#### Goal of the exercise:
Every line of the records that holds the word "services" should be copied out.

[Extracted data entries]
BEGIN
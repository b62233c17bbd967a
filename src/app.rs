//! Router assembly and shared handler state.

use std::sync::Arc;

use axum::{
    Router,
    extract::DefaultBodyLimit,
    middleware as axum_middleware,
    routing::{delete, get, post},
};
use tower_http::cors::CorsLayer;
use tower_http::trace::TraceLayer;

use crate::handlers;
use crate::middleware;
use crate::services::Context;
use crate::services::rate_limit_service::RateLimiter;
use crate::services::storage_service::FileStorage;

/// Everything a handler can reach through `State`.
#[derive(Clone)]
pub struct AppState {
    pub ctx: Context,
    pub storage: Arc<dyn FileStorage>,
    pub rate_limiter: RateLimiter,
    pub upload_max_bytes: u64,
}

/// Build the full application router.
///
/// `/health` is public. Everything under `/v1` needs a bearer API key, and
/// every request (public or not) counts against the caller's rate limit.
pub fn build_router(state: AppState) -> Router {
    let upload_limit = usize::try_from(state.upload_max_bytes).unwrap_or(usize::MAX);

    let authenticated_routes = Router::new()
        .merge(rbac_routes())
        .merge(hr_routes())
        .merge(finance_routes())
        .merge(stock_routes())
        .merge(sales_routes())
        .merge(platform_routes(upload_limit))
        // Apply authentication middleware to all routes in this group
        .route_layer(axum_middleware::from_fn_with_state(
            state.clone(),
            middleware::auth::auth_middleware,
        ));

    Router::new()
        // Public routes (no authentication required)
        .route("/health", get(handlers::health::health_check))
        .nest("/v1", authenticated_routes)
        .layer(axum_middleware::from_fn_with_state(
            state.clone(),
            middleware::rate_limit::rate_limit_middleware,
        ))
        .layer(CorsLayer::permissive())
        .layer(TraceLayer::new_for_http())
        .with_state(state)
}

fn rbac_routes() -> Router<AppState> {
    use handlers::auth;

    Router::new()
        .route("/me", get(auth::me))
        .route("/roles", post(auth::create_role).get(auth::list_roles))
        .route(
            "/roles/{id}",
            get(auth::get_role)
                .put(auth::update_role)
                .delete(auth::delete_role),
        )
        .route("/users", post(auth::create_user).get(auth::list_users))
        .route(
            "/users/{id}",
            get(auth::get_user)
                .put(auth::update_user)
                .delete(auth::deactivate_user),
        )
        .route(
            "/users/{id}/api-keys",
            post(auth::issue_api_key).get(auth::list_api_keys),
        )
        .route(
            "/api-keys/{id}",
            delete(auth::revoke_api_key),
        )
}

fn hr_routes() -> Router<AppState> {
    use handlers::{absences, employees, loans, payroll, vacations};

    Router::new()
        // Employees
        .route(
            "/employees",
            post(employees::create_employee).get(employees::list_employees),
        )
        .route(
            "/employees/{id}",
            get(employees::get_employee)
                .put(employees::update_employee)
                .delete(employees::delete_employee),
        )
        .route(
            "/employees/{id}/terminate",
            post(employees::terminate_employee),
        )
        .route(
            "/employees/{id}/vacation-balance",
            get(employees::vacation_balance),
        )
        // Absences
        .route(
            "/absences",
            post(absences::request_absence).get(absences::list_absences),
        )
        .route("/absences/{id}", get(absences::get_absence))
        .route("/absences/{id}/approve", post(absences::approve_absence))
        .route("/absences/{id}/reject", post(absences::reject_absence))
        .route("/absences/{id}/cancel", post(absences::cancel_absence))
        // Vacations
        .route(
            "/vacations",
            post(vacations::create_period).get(vacations::list_periods),
        )
        .route("/vacations/refresh", post(vacations::refresh))
        .route("/vacations/{id}", get(vacations::get_period))
        .route("/vacations/{id}/schedule", post(vacations::schedule))
        .route(
            "/vacations/{id}/cancel-schedule",
            post(vacations::cancel_schedule),
        )
        .route("/vacations/{id}/start", post(vacations::start))
        .route("/vacations/{id}/complete", post(vacations::complete))
        .route("/vacations/{id}/sell", post(vacations::sell_days))
        // Payroll
        .route(
            "/payrolls",
            post(payroll::create_payroll).get(payroll::list_payrolls),
        )
        .route("/payrolls/{id}", get(payroll::get_payroll))
        .route("/payrolls/{id}/calculate", post(payroll::calculate_payroll))
        .route("/payrolls/{id}/approve", post(payroll::approve_payroll))
        .route("/payrolls/{id}/pay", post(payroll::pay_payroll))
        .route("/payrolls/{id}/cancel", post(payroll::cancel_payroll))
        // Loans and deductions
        .route("/loans", post(loans::create_loan).get(loans::list_loans))
        .route("/loans/{id}", get(loans::get_loan))
        .route("/loans/{id}/payments", post(loans::register_payment))
        .route("/loans/{id}/cancel", post(loans::cancel_loan))
        .route(
            "/deductions",
            post(loans::create_deduction).get(loans::list_deductions),
        )
        .route("/deductions/{id}", get(loans::get_deduction))
        .route(
            "/deductions/{id}/deactivate",
            post(loans::deactivate_deduction),
        )
}

fn finance_routes() -> Router<AppState> {
    use handlers::finance;

    Router::new()
        .route(
            "/finance/entries",
            post(finance::create_entry).get(finance::list_entries),
        )
        .route(
            "/finance/entries/mark-overdue",
            post(finance::mark_overdue),
        )
        .route(
            "/finance/entries/{id}",
            get(finance::get_entry).delete(finance::delete_entry),
        )
        .route(
            "/finance/entries/{id}/payments",
            post(finance::register_payment),
        )
        .route("/finance/entries/{id}/cancel", post(finance::cancel_entry))
        .route("/finance/summary", get(finance::summary))
}

fn stock_routes() -> Router<AppState> {
    use handlers::{catalog, locations, movements, volumes};

    Router::new()
        // Locations
        .route(
            "/warehouses",
            post(locations::create_warehouse).get(locations::list_warehouses),
        )
        .route(
            "/warehouses/{id}",
            get(locations::get_warehouse)
                .put(locations::update_warehouse)
                .delete(locations::delete_warehouse),
        )
        .route(
            "/warehouses/{id}/zones",
            post(locations::create_zone).get(locations::list_zones),
        )
        .route(
            "/zones/{id}/bins",
            post(locations::create_bin).get(locations::list_bins),
        )
        .route("/zones/{id}/bins/generate", post(locations::generate_bins))
        .route("/zones/{id}/occupancy", get(locations::zone_occupancy))
        .route("/bins/{id}", get(locations::get_bin))
        .route("/bins/{id}/block", post(locations::block_bin))
        .route("/bins/{id}/unblock", post(locations::unblock_bin))
        // Catalog
        .route(
            "/categories",
            post(catalog::create_category).get(catalog::list_categories),
        )
        .route("/categories/tree", get(catalog::category_tree))
        .route(
            "/categories/{id}",
            get(catalog::get_category)
                .put(catalog::update_category)
                .delete(catalog::delete_category),
        )
        .route(
            "/products",
            post(catalog::create_product).get(catalog::list_products),
        )
        .route(
            "/products/{id}",
            get(catalog::get_product)
                .put(catalog::update_product)
                .delete(catalog::delete_product),
        )
        .route(
            "/products/{id}/variants",
            post(catalog::create_variant).get(catalog::list_variants),
        )
        .route(
            "/variants/{id}",
            get(catalog::get_variant).put(catalog::update_variant),
        )
        .route("/variants/{id}/items", get(catalog::list_variant_items))
        .route("/variants/{id}/stock", get(catalog::variant_stock))
        .route(
            "/variants/{id}/promotions/quote",
            get(handlers::promotions::quote),
        )
        // Movements
        .route(
            "/movements",
            post(movements::register_movement).get(movements::list_movements),
        )
        // Volumes
        .route(
            "/volumes",
            post(volumes::create_volume).get(volumes::list_volumes),
        )
        .route("/volumes/{id}", get(volumes::get_volume))
        .route("/volumes/{id}/items", post(volumes::add_item))
        .route(
            "/volumes/{id}/items/{item_id}",
            delete(volumes::remove_item),
        )
        .route("/volumes/{id}/close", post(volumes::close_volume))
        .route("/volumes/{id}/reopen", post(volumes::reopen_volume))
        .route("/volumes/{id}/deliver", post(volumes::deliver_volume))
        .route("/volumes/{id}/return", post(volumes::return_volume))
        .route("/volumes/{id}/packing-list", get(volumes::packing_list))
}

fn sales_routes() -> Router<AppState> {
    use handlers::{customers, promotions};

    Router::new()
        .route(
            "/customers",
            post(customers::create_customer).get(customers::list_customers),
        )
        .route(
            "/customers/{id}",
            get(customers::get_customer)
                .put(customers::update_customer)
                .delete(customers::delete_customer),
        )
        .route(
            "/promotions",
            post(promotions::create_promotion).get(promotions::list_promotions),
        )
        .route(
            "/promotions/{id}",
            get(promotions::get_promotion)
                .put(promotions::update_promotion)
                .delete(promotions::delete_promotion),
        )
        .route(
            "/promotions/{id}/deactivate",
            post(promotions::deactivate_promotion),
        )
}

fn platform_routes(upload_limit: usize) -> Router<AppState> {
    use handlers::{audit, files, notifications, webhooks};

    Router::new()
        // Audit
        .route("/audit-logs", get(audit::list_logs))
        .route("/audit-logs/{id}", get(audit::get_log))
        .route("/audit-logs/{id}/verify", get(audit::verify_log))
        // Notifications
        .route(
            "/notifications",
            post(notifications::create_notification).get(notifications::list_notifications),
        )
        .route(
            "/notifications/unread-count",
            get(notifications::unread_count),
        )
        .route("/notifications/read-all", post(notifications::mark_all_read))
        .route(
            "/notifications/{id}",
            delete(notifications::delete_notification),
        )
        .route("/notifications/{id}/read", post(notifications::mark_read))
        // Webhooks
        .route(
            "/webhooks",
            post(webhooks::create_webhook).get(webhooks::list_webhooks),
        )
        .route(
            "/webhooks/{id}",
            delete(webhooks::delete_webhook),
        )
        .route(
            "/webhooks/{id}/deliveries",
            get(webhooks::list_deliveries),
        )
        // Files: the body limit must cover the configured upload size
        .route(
            "/files",
            post(files::upload_file)
                .delete(files::delete_file)
                .layer(DefaultBodyLimit::max(upload_limit)),
        )
}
END
#### Expected answer:
use crate::services::Context;
use crate::services::rate_limit_service::RateLimiter;
use crate::services::storage_service::FileStorage;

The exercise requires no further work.